**YOUR ASSIGNMENT**
Would you reproduce exactly the lines below from the one holding "pub fn conflicts(&self)" through the one holding "pub fn rows(&self)", inclusive, and no others?

(Dataset excerpts)

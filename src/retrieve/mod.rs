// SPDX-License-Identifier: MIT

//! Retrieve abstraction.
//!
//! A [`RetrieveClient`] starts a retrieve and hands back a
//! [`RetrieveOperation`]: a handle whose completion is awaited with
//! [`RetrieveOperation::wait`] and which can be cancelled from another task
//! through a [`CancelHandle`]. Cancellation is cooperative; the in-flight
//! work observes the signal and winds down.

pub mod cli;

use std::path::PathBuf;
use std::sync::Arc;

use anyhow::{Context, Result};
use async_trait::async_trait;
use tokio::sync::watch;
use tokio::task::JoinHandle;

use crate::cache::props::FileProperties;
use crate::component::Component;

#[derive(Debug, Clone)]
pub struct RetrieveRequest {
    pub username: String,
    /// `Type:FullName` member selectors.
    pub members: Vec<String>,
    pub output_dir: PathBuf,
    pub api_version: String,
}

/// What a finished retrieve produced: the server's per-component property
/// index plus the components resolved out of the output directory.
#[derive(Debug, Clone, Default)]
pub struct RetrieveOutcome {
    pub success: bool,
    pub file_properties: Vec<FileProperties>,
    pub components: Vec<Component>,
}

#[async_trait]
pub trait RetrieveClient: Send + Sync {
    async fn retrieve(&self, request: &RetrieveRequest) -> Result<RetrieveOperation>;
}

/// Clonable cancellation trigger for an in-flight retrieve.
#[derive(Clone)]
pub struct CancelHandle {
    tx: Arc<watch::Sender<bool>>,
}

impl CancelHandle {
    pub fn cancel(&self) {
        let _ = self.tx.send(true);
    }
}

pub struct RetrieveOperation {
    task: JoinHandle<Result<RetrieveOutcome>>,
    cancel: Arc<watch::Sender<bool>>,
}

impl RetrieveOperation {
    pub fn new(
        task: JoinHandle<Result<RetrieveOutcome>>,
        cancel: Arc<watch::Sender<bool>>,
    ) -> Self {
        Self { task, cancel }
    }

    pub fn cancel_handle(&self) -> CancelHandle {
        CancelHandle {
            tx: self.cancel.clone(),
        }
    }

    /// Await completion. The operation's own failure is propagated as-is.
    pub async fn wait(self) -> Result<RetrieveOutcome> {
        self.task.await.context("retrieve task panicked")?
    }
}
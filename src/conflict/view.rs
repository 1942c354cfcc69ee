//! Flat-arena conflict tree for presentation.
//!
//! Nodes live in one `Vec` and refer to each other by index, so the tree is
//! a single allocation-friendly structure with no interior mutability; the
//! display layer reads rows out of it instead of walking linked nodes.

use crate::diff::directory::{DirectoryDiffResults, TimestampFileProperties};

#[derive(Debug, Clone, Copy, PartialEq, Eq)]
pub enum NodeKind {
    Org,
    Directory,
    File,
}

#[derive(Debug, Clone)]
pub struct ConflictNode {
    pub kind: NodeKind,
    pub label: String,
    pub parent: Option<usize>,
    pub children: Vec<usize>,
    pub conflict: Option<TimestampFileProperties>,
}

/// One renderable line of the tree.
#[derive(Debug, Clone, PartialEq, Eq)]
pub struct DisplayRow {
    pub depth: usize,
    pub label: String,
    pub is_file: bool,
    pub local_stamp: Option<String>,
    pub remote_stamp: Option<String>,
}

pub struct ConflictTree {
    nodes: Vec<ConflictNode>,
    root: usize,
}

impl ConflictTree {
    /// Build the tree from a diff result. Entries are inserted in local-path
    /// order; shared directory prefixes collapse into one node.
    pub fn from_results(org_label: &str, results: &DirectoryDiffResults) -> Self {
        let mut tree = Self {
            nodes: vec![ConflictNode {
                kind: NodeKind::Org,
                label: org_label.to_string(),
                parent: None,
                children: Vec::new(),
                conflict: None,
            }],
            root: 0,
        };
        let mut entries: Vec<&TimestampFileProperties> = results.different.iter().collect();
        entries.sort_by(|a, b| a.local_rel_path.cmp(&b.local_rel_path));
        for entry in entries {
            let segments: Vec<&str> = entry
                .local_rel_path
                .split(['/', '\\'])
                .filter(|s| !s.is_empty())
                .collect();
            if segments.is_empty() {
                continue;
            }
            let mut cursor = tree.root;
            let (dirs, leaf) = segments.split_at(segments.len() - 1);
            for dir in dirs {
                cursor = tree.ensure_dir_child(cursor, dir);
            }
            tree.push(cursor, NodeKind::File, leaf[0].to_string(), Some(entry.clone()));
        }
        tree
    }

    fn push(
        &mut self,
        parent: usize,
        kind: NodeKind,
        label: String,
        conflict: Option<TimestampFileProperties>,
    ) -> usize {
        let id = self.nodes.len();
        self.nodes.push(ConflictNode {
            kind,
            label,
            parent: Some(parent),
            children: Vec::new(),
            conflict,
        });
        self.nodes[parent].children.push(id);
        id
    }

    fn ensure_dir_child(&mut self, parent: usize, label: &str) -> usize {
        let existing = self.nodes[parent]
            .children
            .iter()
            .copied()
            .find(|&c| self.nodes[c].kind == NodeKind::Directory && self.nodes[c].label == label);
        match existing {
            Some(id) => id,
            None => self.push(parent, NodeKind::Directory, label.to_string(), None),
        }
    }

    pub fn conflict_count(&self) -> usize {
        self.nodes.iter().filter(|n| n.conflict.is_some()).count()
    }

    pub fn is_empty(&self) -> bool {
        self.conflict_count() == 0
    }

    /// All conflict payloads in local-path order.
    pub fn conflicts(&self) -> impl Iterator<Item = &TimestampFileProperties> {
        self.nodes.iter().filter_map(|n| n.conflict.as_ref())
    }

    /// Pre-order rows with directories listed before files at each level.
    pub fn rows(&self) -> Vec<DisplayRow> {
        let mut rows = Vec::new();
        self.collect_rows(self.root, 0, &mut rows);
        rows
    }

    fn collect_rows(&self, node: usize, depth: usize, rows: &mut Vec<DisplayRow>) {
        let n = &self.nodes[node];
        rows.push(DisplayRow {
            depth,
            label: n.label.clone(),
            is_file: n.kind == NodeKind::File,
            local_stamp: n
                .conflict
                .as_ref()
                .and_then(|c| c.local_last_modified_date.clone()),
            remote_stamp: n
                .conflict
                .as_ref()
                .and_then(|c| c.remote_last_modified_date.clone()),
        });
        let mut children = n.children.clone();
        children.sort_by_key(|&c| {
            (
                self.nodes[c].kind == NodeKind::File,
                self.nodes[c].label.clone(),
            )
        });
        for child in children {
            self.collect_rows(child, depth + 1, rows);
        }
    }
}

**ANSWER**
    pub fn conflicts(&self) -> impl Iterator<Item = &TimestampFileProperties> {
        self.nodes.iter().filter_map(|n| n.conflict.as_ref())
    }

    /// Pre-order rows with directories listed before files at each level.
    pub fn rows(&self) -> Vec<DisplayRow> {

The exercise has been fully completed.